Stored data:
****************
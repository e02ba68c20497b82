//! Transport-free building blocks for the GitHub activity bridge.
//!
//! This crate holds the canonical event model, the normalizer that converts
//! the three raw record shapes (activity feed, webhook delivery, synthesized
//! notification comment) into that model, channel identifier parsing, the
//! outbound message element tree, and the pure markdown rendering pass.

pub mod canonical_event;
pub mod channel_ref;
pub mod markdown_render;
pub mod message_element;
pub mod normalize;
pub mod transport;

pub use canonical_event::{
    CanonicalEvent, CommentInfo, EventActor, EventKind, EventPayload, PushPayload, RepoRef,
    ThreadInfo, GENERIC_EVENT_TOPIC, SOURCE_PLATFORM,
};
pub use channel_ref::{ChannelRef, ThreadKind};
pub use message_element::{MediaKind, MessageElement};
****************
Task objective: Your answer must contain every line of the records, exactly.

Output of the task:
repository e02ba68c20497b82
//! Transport-free building blocks for the GitHub activity bridge.
//!
//! This crate holds the canonical event model, the normalizer that converts
//! the three raw record shapes (activity feed, webhook delivery, synthesized
//! notification comment) into that model, channel identifier parsing, the
//! outbound message element tree, and the pure markdown rendering pass.

pub mod canonical_event;
pub mod channel_ref;
pub mod markdown_render;
pub mod message_element;
pub mod normalize;
pub mod transport;

pub use canonical_event::{
    CanonicalEvent, CommentInfo, EventActor, EventKind, EventPayload, PushPayload, RepoRef,
    ThreadInfo, GENERIC_EVENT_TOPIC, SOURCE_PLATFORM,
};
pub use channel_ref::{ChannelRef, ThreadKind};
pub use message_element::{MediaKind, MessageElement};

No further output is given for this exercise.